What is a learning health system?

Dr. Dean Fergusson

“It’s hard to articulate what a learning health system is. I think the evolution is an extension of patient-oriented research with patient engagement in hospitals, institutes, primary care centres whereby patients are involved in governance, priority-setting and defining patient-oriented outcomes. As patient-oriented research grows, learning health systems will develop. Continuous quality improvement using big data, patient-centred research and patient engagement are part of the natural transition to learning health systems.”

He cites Trillium Health Partners as an example of how to build and instill a culture of a learning health system.

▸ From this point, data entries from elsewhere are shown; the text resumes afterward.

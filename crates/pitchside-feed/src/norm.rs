//! Normalisation rules shared across payload families.

/// The feed marks period-boundary incidents with an added time of 999; any
/// value in that sentinel range normalises to "no added time".
pub fn added_time(raw: Option<i64>) -> Option<i64> {
  raw.filter(|&v| v < 900)
}

/// Running match-clock minute: base minute plus whatever added time applies.
pub fn match_minute(minute: Option<i64>, added: Option<i64>) -> Option<i64> {
  minute.map(|m| m + added.unwrap_or(0))
}

/// Resolve the feed's `isHome` flag against the fixture's team IDs.
pub fn team_from_flag(
  is_home: Option<bool>,
  home_team_id: Option<i64>,
  away_team_id: Option<i64>,
) -> Option<i64> {
  match is_home {
    Some(true) => home_team_id,
    Some(false) => away_team_id,
    None => None,
  }
}
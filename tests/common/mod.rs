//! Shared utilities for integration testing.

#![allow(dead_code)]

use std::net::SocketAddr;
use std::time::Duration;

use axum::{body::Body, extract::Request, routing::any, Router};
use container_router::config::{InstanceConfig, RouterConfig};
use container_router::workload::{app, WorkloadState};
use container_router::{HttpServer, Shutdown};
use tokio::net::TcpListener;
use tokio::sync::mpsc;

async fn serve(router: Router) -> SocketAddr {
    let listener = TcpListener::bind("127.0.0.1:0").await.unwrap();
    let addr = listener.local_addr().unwrap();
    tokio::spawn(async move {
        let _ = axum::serve(listener, router).await;
    });
    addr
}

/// Start the placeholder workload on an ephemeral port.
pub async fn start_workload() -> SocketAddr {
    serve(app(WorkloadState::default())).await
}

/// Start a backend that answers `"<tag> <METHOD> <path?query>"`.
pub async fn start_echo_backend(tag: &'static str) -> SocketAddr {
    serve(Router::new().fallback(any(move |request: Request<Body>| async move {
        let target = request
            .uri()
            .path_and_query()
            .map(|pq| pq.as_str().to_string())
            .unwrap_or_default();
        format!("{} {} {}", tag, request.method(), target)
    })))
    .await
}

/// Start a backend that waits `delay` before answering.
pub async fn start_slow_backend(delay: Duration) -> SocketAddr {
    serve(Router::new().fallback(any(move || async move {
        tokio::time::sleep(delay).await;
        "slow"
    })))
    .await
}

/// An address nothing is listening on.
pub async fn closed_addr() -> SocketAddr {
    let listener = TcpListener::bind("127.0.0.1:0").await.unwrap();
    listener.local_addr().unwrap()
}

pub fn instance(name: &str, addr: SocketAddr) -> InstanceConfig {
    InstanceConfig {
        name: name.into(),
        address: addr.to_string(),
        max_connections: 10,
    }
}

/// A running router.
pub struct RunningRouter {
    pub addr: SocketAddr,
    pub config_updates: mpsc::UnboundedSender<RouterConfig>,
    shutdown: Shutdown,
}

impl RunningRouter {
    pub fn url(&self, path: &str) -> String {
        format!("http://{}{}", self.addr, path)
    }
}

impl Drop for RunningRouter {
    fn drop(&mut self) {
        self.shutdown.trigger();
    }
}

/// Start the router with `config` on an ephemeral port.
pub async fn start_router(config: RouterConfig) -> RunningRouter {
    let listener = TcpListener::bind("127.0.0.1:0").await.unwrap();
    let addr = listener.local_addr().unwrap();

    let shutdown = Shutdown::new();
    let (config_updates, updates_rx) = mpsc::unbounded_channel();
    let server = HttpServer::new(config);
    let server_shutdown = shutdown.subscribe();

    tokio::spawn(async move {
        let _ = server.run(listener, updates_rx, server_shutdown).await;
    });

    RunningRouter {
        addr,
        config_updates,
        shutdown,
    }
}

pub fn client() -> reqwest::Client {
    reqwest::Client::builder()
        .pool_max_idle_per_host(0)
        .no_proxy()
        .build()
        .unwrap()
}
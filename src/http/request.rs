//! Request identification.
//!
//! # Responsibilities
//! - Assign a unique request ID (UUID v4) to every inbound request
//! - Propagate it to the response and to the forwarded request
//!
//! # Design Decisions
//! - Request ID added as early as possible for tracing
//! - An ID already present on the request is kept

use axum::body::Body;
use axum::http::{HeaderName, Request};
use tower_http::request_id::{MakeRequestUuid, PropagateRequestIdLayer, SetRequestIdLayer};

/// Header carrying the request ID.
pub const X_REQUEST_ID: HeaderName = HeaderName::from_static("x-request-id");

/// Layer that stamps requests lacking an ID.
pub fn set_request_id_layer() -> SetRequestIdLayer<MakeRequestUuid> {
    SetRequestIdLayer::new(X_REQUEST_ID, MakeRequestUuid)
}

/// Layer that copies the request ID onto the response.
pub fn propagate_request_id_layer() -> PropagateRequestIdLayer {
    PropagateRequestIdLayer::new(X_REQUEST_ID)
}

/// The request's ID, or "unknown".
pub fn request_id(request: &Request<Body>) -> &str {
    request
        .headers()
        .get(&X_REQUEST_ID)
        .and_then(|v| v.to_str().ok())
        .unwrap_or("unknown")
}
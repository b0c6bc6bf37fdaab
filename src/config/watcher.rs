//! Configuration file watcher for route hot reload.

use std::path::{Path, PathBuf};
use std::time::Duration;

use notify::{Config, Event, RecommendedWatcher, RecursiveMode, Watcher};
use tokio::sync::mpsc;

use crate::config::loader::load_config;
use crate::config::schema::RouterConfig;

/// Watches the router configuration file and publishes every valid revision.
pub struct ConfigWatcher {
    path: PathBuf,
    update_tx: mpsc::UnboundedSender<RouterConfig>,
}

impl ConfigWatcher {
    /// Returns the watcher and a receiver for configuration updates.
    pub fn new(path: &Path) -> (Self, mpsc::UnboundedReceiver<RouterConfig>) {
        let (update_tx, update_rx) = mpsc::unbounded_channel();
        let watcher = Self {
            path: path.to_path_buf(),
            update_tx,
        };
        (watcher, update_rx)
    }

    /// Start watching the file in a background thread.
    ///
    /// The returned watcher must be kept alive for as long as updates are wanted.
    pub fn run(self) -> Result<RecommendedWatcher, notify::Error> {
        let Self { path, update_tx } = self;
        let watched = path.clone();

        let mut watcher = RecommendedWatcher::new(
            move |res: notify::Result<Event>| match res {
                Ok(event) if touches(&event, &watched) => {
                    if let Some(config) = reload(&watched) {
                        let _ = update_tx.send(config);
                    }
                }
                Ok(_) => {}
                Err(e) => tracing::error!(error = ?e, "Config watch error"),
            },
            Config::default().with_poll_interval(Duration::from_secs(2)),
        )?;

        watcher.watch(&path, RecursiveMode::NonRecursive)?;

        tracing::info!(path = ?path, "Config watcher started");
        Ok(watcher)
    }
}

/// Whether `event` rewrote the file at `path`.
fn touches(event: &Event, path: &Path) -> bool {
    let rewritten = event.kind.is_modify() || event.kind.is_create();
    // Some backends report no paths at all.
    rewritten && (event.paths.is_empty() || event.paths.iter().any(|p| p.ends_with(path)))
}

/// Load a new revision, or `None` when it fails to load or validate.
fn reload(path: &Path) -> Option<RouterConfig> {
    match load_config(path) {
        Ok(config) => {
            tracing::info!(
                path = ?path,
                routes = config.routes.len(),
                "Config file changed, routes will be reloaded"
            );
            Some(config)
        }
        Err(e) => {
            tracing::error!(
                path = ?path,
                error = %e,
                "Failed to reload config, keeping current routes"
            );
            None
        }
    }
}

#[cfg(test)]
mod tests {
    use super::*;
    use notify::event::{AccessKind, EventKind, ModifyKind};
    use std::io::Write;

    #[test]
    fn test_touches_only_rewrites_of_watched_file() {
        let path = Path::new("/etc/router/router.toml");

        let modify = Event::new(EventKind::Modify(ModifyKind::Any)).add_path(path.to_path_buf());
        assert!(touches(&modify, path));

        let other = Event::new(EventKind::Modify(ModifyKind::Any))
            .add_path(PathBuf::from("/etc/router/.router.toml.swp"));
        assert!(!touches(&other, path));

        let access = Event::new(EventKind::Access(AccessKind::Any)).add_path(path.to_path_buf());
        assert!(!touches(&access, path));
    }

    #[test]
    fn test_reload_rejects_invalid_revision() {
        let mut file = tempfile::NamedTempFile::new().unwrap();
        writeln!(
            file,
            r#"
            [[routes]]
            name = "lb"
            path_prefix = "/lb"
            policy = "random"
            max_instances = 0
            "#
        )
        .unwrap();

        assert!(reload(file.path()).is_none());
    }

    #[test]
    fn test_reload_accepts_valid_revision() {
        let mut file = tempfile::NamedTempFile::new().unwrap();
        writeln!(
            file,
            r#"
            [[routes]]
            name = "app"
            path_prefix = "/app"
            policy = "named"
            instance = "app"
            "#
        )
        .unwrap();

        let config = reload(file.path()).unwrap();
        assert_eq!(config.routes.len(), 1);
        assert_eq!(config.routes[0].name, "app");
    }
}
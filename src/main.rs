//! Session-affine container router.
//!
//! # Architecture Overview
//!
//! ```text
//!                        ┌──────────────────────────────────────────────┐
//!                        │               CONTAINER ROUTER               │
//!                        │                                              │
//!     Client Request     │  ┌─────────┐    ┌──────────┐    ┌─────────┐  │
//!     ───────────────────┼─▶│  http   │───▶│ routing  │───▶│selector │  │
//!                        │  │ server  │    │ key/path │    │registry │  │
//!                        │  └────┬────┘    └──────────┘    └────┬────┘  │
//!                        │       │ unrouted                     │       │
//!                        │       ▼                              ▼       │
//!                        │  static assets               instance handle ┼──▶ Instance
//!     Client Response    │                                      │       │   (workload)
//!     ◀──────────────────┼──────────── streamed back ◀──────────┘       │
//!                        └──────────────────────────────────────────────┘
//! ```

use std::path::PathBuf;

use clap::Parser;
use tokio::net::TcpListener;
use tokio::sync::mpsc;

use container_router::config::{load_config, watcher::ConfigWatcher, RouterConfig};
use container_router::lifecycle::{signals, Shutdown};
use container_router::observability::{logging, metrics};
use container_router::HttpServer;

#[derive(Parser)]
#[command(name = "container-router")]
#[command(about = "Forward requests to session-affine backend instances", long_about = None)]
struct Cli {
    /// Path to the TOML configuration file. Built-in defaults are used when omitted.
    #[arg(short, long)]
    config: Option<PathBuf>,
}

#[tokio::main]
async fn main() -> Result<(), Box<dyn std::error::Error>> {
    let cli = Cli::parse();

    let config = match &cli.config {
        Some(path) => load_config(path)?,
        None => RouterConfig::default(),
    };

    logging::init_logging(&logging::default_filter(
        "container_router",
        &config.observability.log_level,
    ));

    tracing::info!("container-router v{} starting", env!("CARGO_PKG_VERSION"));
    tracing::info!(
        bind_address = %config.listener.bind_address,
        routes = config.routes.len(),
        instances = config.registry.instances.len(),
        resolve_ms = config.timeouts.resolve_ms,
        "Configuration loaded"
    );

    if config.observability.metrics_enabled {
        match config.observability.metrics_address.parse() {
            Ok(addr) => metrics::init_metrics(addr)?,
            Err(_) => tracing::error!(
                metrics_address = %config.observability.metrics_address,
                "Failed to parse metrics address"
            ),
        }
    }

    // Keep the watcher alive for the lifetime of the server.
    let (_watcher, config_updates) = match &cli.config {
        Some(path) => {
            let (watcher, updates) = ConfigWatcher::new(path);
            (Some(watcher.run()?), updates)
        }
        None => {
            let (_, updates) = mpsc::unbounded_channel();
            (None, updates)
        }
    };

    let listener = TcpListener::bind(&config.listener.bind_address).await?;
    tracing::info!(address = %listener.local_addr()?, "Listening for connections");

    let shutdown = Shutdown::new();
    let server_shutdown = shutdown.subscribe();
    tokio::spawn(async move {
        signals::wait_for_signal().await;
        shutdown.trigger();
    });

    HttpServer::new(config)
        .run(listener, config_updates, server_shutdown)
        .await?;

    tracing::info!("Shutdown complete");
    Ok(())
}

“They’ve assembled some really bright minds in big data, patient engagement, informatics, health economics – all the tools for evidence-based health care and management – and appointed senior leadership with a mandate to execute. They’ve done it right by getting the right minds, champions, and a thoughtful action plan to execute.”

Dr. Seema Marwaha

She noted two cross cutting perspectives from the session: the patient perspective and equity, both of which must be embedded in the entire learning health system rather than as tokenistic or viewed as a box to check.

The patient perspective is critical to understanding how to improve the health system and evolve a learning health system.

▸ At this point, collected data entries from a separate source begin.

//! HTTP protocol handling subsystem.
//!
//! # Data Flow
//! ```text
//! TCP connection
//!     → server.rs (Axum setup, middleware)
//!     → request.rs (request ID)
//!     → [routing layer picks route, key and target path]
//!     → [selector resolves an instance handle]
//!     → instance response streamed back, or
//!     → response.rs (failure → JSON 500)
//!     → Send to client
//! ```

pub mod request;
pub mod response;
pub mod server;

pub use request::X_REQUEST_ID;
pub use response::{ErrorBody, RouteError, ROUTE_FAILURE};
pub use server::{AppState, HttpServer};
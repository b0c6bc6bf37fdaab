//! Metrics collection and exposition.
//!
//! # Metrics
//! - `router_requests_total` (counter): requests by method, status, route
//! - `router_request_duration_seconds` (histogram): latency distribution
//! - `router_resolutions_total` (counter): handle resolutions by policy, outcome
//! - `router_live_sessions` (gauge): live name bindings in the registry
//! - `router_instance_active_requests` (gauge): in-flight forwards per instance

use std::net::SocketAddr;
use std::time::Instant;

use metrics_exporter_prometheus::{BuildError, PrometheusBuilder};

/// Install the Prometheus exporter, serving scrapes on `addr`.
pub fn init_metrics(addr: SocketAddr) -> Result<(), BuildError> {
    PrometheusBuilder::new().with_http_listener(addr).install()?;
    tracing::info!(address = %addr, "Metrics exporter listening");
    Ok(())
}

/// Record a completed request.
pub fn record_request(method: &str, status: u16, route: &str, start: Instant) {
    let labels = [
        ("method", method.to_string()),
        ("status", status.to_string()),
        ("route", route.to_string()),
    ];
    ::metrics::counter!("router_requests_total", &labels).increment(1);
    ::metrics::histogram!("router_request_duration_seconds", &labels)
        .record(start.elapsed().as_secs_f64());
}

/// Record the number of live name bindings.
pub fn record_live_sessions(live: usize) {
    ::metrics::gauge!("router_live_sessions").set(live as f64);
}

/// Record the number of in-flight forwards to `instance`.
pub fn record_instance_load(instance: &str, active: usize) {
    ::metrics::gauge!("router_instance_active_requests", "instance" => instance.to_string())
        .set(active as f64);
}

/// Record the outcome of an instance handle resolution.
pub fn record_resolution(policy: &'static str, ok: bool) {
    let outcome = if ok { "ok" } else { "error" };
    ::metrics::counter!("router_resolutions_total", "policy" => policy, "outcome" => outcome)
        .increment(1);
}
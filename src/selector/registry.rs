//! Instance pool registry.
//!
//! # Responsibilities
//! - Own the configured backend instances
//! - Bind names (routing keys, reserved names) to instances
//! - Place unseen names with the configured strategy
//! - Let idle bindings lapse after the sleep window
//! - Cap the number of live bindings

use std::sync::atomic::{AtomicU64, AtomicUsize, Ordering};
use std::sync::Arc;
use std::time::{Duration, Instant};

use async_trait::async_trait;
use dashmap::mapref::entry::Entry;
use dashmap::DashMap;
use hyper_util::{
    client::legacy::{connect::HttpConnector, Client},
    rt::TokioExecutor,
};

use crate::config::{PlacementStrategy, RegistryConfig, TimeoutConfig};
use crate::observability::metrics;
use crate::selector::{
    least_sessions::LeastSessions, round_robin::RoundRobin, HttpInstance, InstanceHandle,
    InstanceRegistry, Placement, SelectorError,
};

/// A name's current instance and when it was last resolved.
#[derive(Debug)]
struct SessionBinding {
    instance: Arc<HttpInstance>,
    /// Milliseconds since the registry epoch.
    last_used_ms: AtomicU64,
}

impl SessionBinding {
    fn touch(&self, now_ms: u64) {
        self.last_used_ms.store(now_ms, Ordering::Relaxed);
    }

    fn is_expired(&self, now_ms: u64, sleep_after: Option<Duration>) -> bool {
        match sleep_after {
            Some(window) => {
                let idle = now_ms.saturating_sub(self.last_used_ms.load(Ordering::Relaxed));
                u128::from(idle) > window.as_millis()
            }
            None => false,
        }
    }
}

/// Registry over a fixed pool of HTTP instances.
#[derive(Debug)]
pub struct PoolRegistry {
    instances: Vec<Arc<HttpInstance>>,
    placement: Box<dyn Placement>,
    bindings: DashMap<String, SessionBinding>,
    /// Live binding count; kept separately so it can be read under a shard lock.
    live: AtomicUsize,
    max_sessions: usize,
    sleep_after: Option<Duration>,
    epoch: Instant,
}

impl PoolRegistry {
    /// Create a registry over the given instances.
    pub fn new(
        instances: Vec<Arc<HttpInstance>>,
        placement: Box<dyn Placement>,
        max_sessions: usize,
        sleep_after: Option<Duration>,
    ) -> Self {
        Self {
            instances,
            placement,
            bindings: DashMap::new(),
            live: AtomicUsize::new(0),
            max_sessions,
            sleep_after,
            epoch: Instant::now(),
        }
    }

    /// Create a registry from configuration.
    pub fn from_config(config: &RegistryConfig, timeouts: &TimeoutConfig) -> Self {
        let mut connector = HttpConnector::new();
        connector.set_connect_timeout(Some(Duration::from_secs(timeouts.connect_secs)));
        let client = Client::builder(TokioExecutor::new()).build(connector);
        let upstream_timeout = Duration::from_secs(timeouts.upstream_secs);

        let mut instances = Vec::with_capacity(config.instances.len());
        for instance in &config.instances {
            let addr = match instance.address.parse() {
                Ok(addr) => addr,
                Err(_) => {
                    tracing::warn!(name = %instance.name, address = %instance.address, "Invalid instance address");
                    continue;
                }
            };
            match HttpInstance::new(
                instance.name.clone(),
                addr,
                instance.max_connections,
                client.clone(),
                upstream_timeout,
            ) {
                Ok(handle) => instances.push(Arc::new(handle)),
                Err(e) => {
                    tracing::warn!(name = %instance.name, error = %e, "Invalid instance authority");
                }
            }
        }

        let placement: Box<dyn Placement> = match config.placement {
            PlacementStrategy::RoundRobin => Box::new(RoundRobin::new()),
            PlacementStrategy::LeastSessions => Box::new(LeastSessions::new()),
        };

        let sleep_after = match config.sleep_after_secs {
            0 => None,
            secs => Some(Duration::from_secs(secs)),
        };

        let registry = Self::new(instances, placement, config.max_sessions, sleep_after);
        tracing::info!(
            instances = registry.instances().len(),
            placement = ?config.placement,
            max_sessions = config.max_sessions,
            sleep_after = ?sleep_after,
            "Instance registry ready"
        );
        registry
    }

    /// All instances in the pool.
    pub fn instances(&self) -> &[Arc<HttpInstance>] {
        &self.instances
    }

    /// Number of live name bindings.
    pub fn live_sessions(&self) -> usize {
        self.live.load(Ordering::Acquire)
    }

    fn now_ms(&self) -> u64 {
        u64::try_from(self.epoch.elapsed().as_millis()).unwrap_or(u64::MAX)
    }

    /// Reserve one binding slot. Returns `false` at the session cap.
    fn try_reserve(&self) -> bool {
        let mut live = self.live.load(Ordering::Acquire);
        loop {
            if live >= self.max_sessions {
                return false;
            }
            match self.live.compare_exchange_weak(
                live,
                live + 1,
                Ordering::AcqRel,
                Ordering::Acquire,
            ) {
                Ok(_) => return true,
                Err(x) => live = x,
            }
        }
    }

    fn release(&self) {
        self.live.fetch_sub(1, Ordering::AcqRel);
    }

    /// Drop every binding that has been idle past the sleep window.
    fn purge_expired(&self, now_ms: u64) {
        if self.sleep_after.is_none() {
            return;
        }
        self.bindings.retain(|name, binding| {
            if binding.is_expired(now_ms, self.sleep_after) {
                tracing::debug!(name = %name, instance = %binding.instance.name(), "Session binding lapsed");
                binding.instance.unbind_session();
                self.release();
                false
            } else {
                true
            }
        });
        metrics::record_live_sessions(self.live_sessions());
    }

    /// Resolve the instance bound to `name`, binding it if needed.
    fn bind(&self, name: &str) -> Result<Arc<HttpInstance>, SelectorError> {
        let now = self.now_ms();

        if let Some(binding) = self.bindings.get(name) {
            if !binding.is_expired(now, self.sleep_after) {
                binding.touch(now);
                return Ok(binding.instance.clone());
            }
        }

        self.purge_expired(now);

        match self.bindings.entry(name.to_string()) {
            Entry::Occupied(entry) => {
                // Bound concurrently by another request.
                let binding = entry.get();
                binding.touch(now);
                Ok(binding.instance.clone())
            }
            Entry::Vacant(entry) => {
                // Other shards bind concurrently, so the slot is reserved before placement.
                if !self.try_reserve() {
                    tracing::warn!(name = %name, limit = self.max_sessions, "Session capacity exhausted");
                    return Err(SelectorError::CapacityExhausted {
                        limit: self.max_sessions,
                    });
                }
                let Some(instance) = self.placement.place(&self.instances) else {
                    self.release();
                    return Err(SelectorError::NoInstances);
                };

                instance.bind_session();
                metrics::record_live_sessions(self.live_sessions());
                tracing::debug!(name = %name, instance = %instance.name(), "Session bound");

                entry.insert(SessionBinding {
                    instance: instance.clone(),
                    last_used_ms: AtomicU64::new(now),
                });
                Ok(instance)
            }
        }
    }
}

#[async_trait]
impl InstanceRegistry for PoolRegistry {
    async fn resolve_by_name(&self, name: &str) -> Result<Arc<dyn InstanceHandle>, SelectorError> {
        let instance: Arc<dyn InstanceHandle> = self.bind(name)?;
        Ok(instance)
    }
}

#[cfg(test)]
mod tests {
    use super::*;
    use std::sync::Barrier;
    use std::thread;

    use crate::selector::instance::test_instance;

    fn pool(max_sessions: usize, sleep_after: Option<Duration>) -> PoolRegistry {
        PoolRegistry::new(
            vec![
                test_instance("a", "127.0.0.1:8080", 10),
                test_instance("b", "127.0.0.1:8081", 10),
            ],
            Box::new(RoundRobin::new()),
            max_sessions,
            sleep_after,
        )
    }

    #[tokio::test]
    async fn test_same_name_same_instance() {
        let registry = pool(10, None);

        let first = registry.resolve_by_name("abc123").await.unwrap();
        let second = registry.resolve_by_name("abc123").await.unwrap();
        assert_eq!(first.name(), second.name());
        assert_eq!(registry.live_sessions(), 1);
    }

    #[tokio::test]
    async fn test_new_names_spread_across_pool() {
        let registry = pool(10, None);

        let first = registry.resolve_by_name("one").await.unwrap();
        let second = registry.resolve_by_name("two").await.unwrap();
        assert_ne!(first.name(), second.name());

        let counts: Vec<usize> = registry.instances().iter().map(|i| i.bound_sessions()).collect();
        assert_eq!(counts, vec![1, 1]);
    }

    #[tokio::test]
    async fn test_singleton_is_stable() {
        let registry = pool(10, None);

        let first = registry.resolve_singleton().await.unwrap();
        // unrelated names must not move the singleton
        registry.resolve_by_name("other").await.unwrap();
        let second = registry.resolve_singleton().await.unwrap();
        assert_eq!(first.name(), second.name());
    }

    #[tokio::test]
    async fn test_capacity_exhausted() {
        let registry = pool(2, None);

        registry.resolve_by_name("one").await.unwrap();
        registry.resolve_by_name("two").await.unwrap();
        let err = registry.resolve_by_name("three").await.unwrap_err();
        assert!(matches!(err, SelectorError::CapacityExhausted { limit: 2 }));

        // existing bindings still resolve at capacity
        assert!(registry.resolve_by_name("one").await.is_ok());
    }

    #[tokio::test]
    async fn test_idle_binding_lapses() {
        let registry = pool(10, Some(Duration::from_millis(20)));

        let first = registry.resolve_by_name("abc").await.unwrap();
        tokio::time::sleep(Duration::from_millis(60)).await;
        let second = registry.resolve_by_name("abc").await.unwrap();

        // round-robin moved on, so the rebinding lands elsewhere
        assert_ne!(first.name(), second.name());
        assert_eq!(registry.live_sessions(), 1);
        let counts: Vec<usize> = registry.instances().iter().map(|i| i.bound_sessions()).collect();
        assert_eq!(counts, vec![0, 1]);
    }

    #[tokio::test]
    async fn test_lapsed_bindings_free_capacity() {
        let registry = pool(1, Some(Duration::from_millis(20)));

        registry.resolve_by_name("one").await.unwrap();
        tokio::time::sleep(Duration::from_millis(60)).await;
        assert!(registry.resolve_by_name("two").await.is_ok());
        assert_eq!(registry.live_sessions(), 1);
    }

    #[test]
    fn test_session_cap_holds_under_contention() {
        const THREADS: usize = 16;

        for round in 0..50 {
            let registry = Arc::new(pool(1, None));
            let barrier = Arc::new(Barrier::new(THREADS));

            let workers: Vec<_> = (0..THREADS)
                .map(|t| {
                    let registry = registry.clone();
                    let barrier = barrier.clone();
                    thread::spawn(move || {
                        barrier.wait();
                        registry.bind(&format!("session-{}-{}", round, t)).is_ok()
                    })
                })
                .collect();

            let bound = workers
                .into_iter()
                .map(|w| w.join().unwrap())
                .filter(|ok| *ok)
                .count();

            assert_eq!(bound, 1, "round {}", round);
            assert_eq!(registry.live_sessions(), 1);
            assert_eq!(registry.bindings.len(), 1);
        }
    }

    #[tokio::test]
    async fn test_empty_pool() {
        let registry = PoolRegistry::new(Vec::new(), Box::new(RoundRobin::new()), 10, None);
        let err = registry.resolve_by_name("abc").await.unwrap_err();
        assert!(matches!(err, SelectorError::NoInstances));
        assert_eq!(registry.live_sessions(), 0);
    }

    #[tokio::test]
    async fn test_from_config_skips_bad_addresses() {
        let mut config = RegistryConfig::default();
        config.instances.push(crate::config::InstanceConfig {
            name: "broken".into(),
            address: "nowhere".into(),
            max_connections: 1,
        });
        let registry = PoolRegistry::from_config(&config, &TimeoutConfig::default());
        assert_eq!(registry.instances().len(), 1);
    }
}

“Healthcare workers don’t know much about what a patient experiences unless we go through it ourselves,” said Seema. “They don’t really teach us the patient experience part in medical school. For example, a parent of a kid with type 1 diabetes might want to know what kind of birthday cake to buy their kid in addition to what type of insulin. We don’t learn these details in school, we learn them from patients.”

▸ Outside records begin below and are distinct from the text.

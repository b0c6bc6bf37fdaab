//! Least-sessions placement strategy.

use std::sync::Arc;

use crate::selector::{HttpInstance, Placement};

/// Least-sessions placement.
/// Selects the instance with the fewest names currently bound to it.
#[derive(Debug, Default)]
pub struct LeastSessions;

impl LeastSessions {
    pub fn new() -> Self {
        Self
    }
}

impl Placement for LeastSessions {
    fn place(&self, instances: &[Arc<HttpInstance>]) -> Option<Arc<HttpInstance>> {
        // In case of tie, the first one is selected (stability)
        instances
            .iter()
            .min_by_key(|instance| instance.bound_sessions())
            .cloned()
    }
}
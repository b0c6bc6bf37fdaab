//! Routing subsystem.
//!
//! # Data Flow
//! ```text
//! Incoming Request (path, query, headers)
//!     → router.rs (route lookup)
//!     → matcher.rs (evaluate path prefix)
//!     → session.rs (derive routing key)
//!     → rewrite.rs (strip prefix, rebuild request)
//!     → Return: matched Route + rewritten request, or NoMatch
//!
//! Route Compilation (at startup and on reload):
//!     RouteConfig[]
//!     → Sort by priority
//!     → Compile matchers
//!     → Freeze as immutable RouteTable
//! ```
//!
//! # Design Decisions
//! - Routes compiled ahead of time, immutable once built
//! - No regex in hot path (prefix matching only)
//! - Deterministic: same input always matches same route
//! - First match wins (ordered by priority)
//! - Routing key extraction is total: it always yields a key

pub mod matcher;
pub mod rewrite;
pub mod router;
pub mod session;

pub use router::{Route, RouteTable};
pub use session::SessionKeyExtractor;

The varied perspectives were critical to the session’s success.

“The panel was a microcosm of what we want the learning health system to be. It was nice to see all these different professionals on a level playing field talking about a shared goal – system leaders, researchers, patients, doctors, all focused on the same thing through different lenses,” said Seema.

“We need to understand where we are now and where we need to go.  We then need disruption to do things differently across systems.”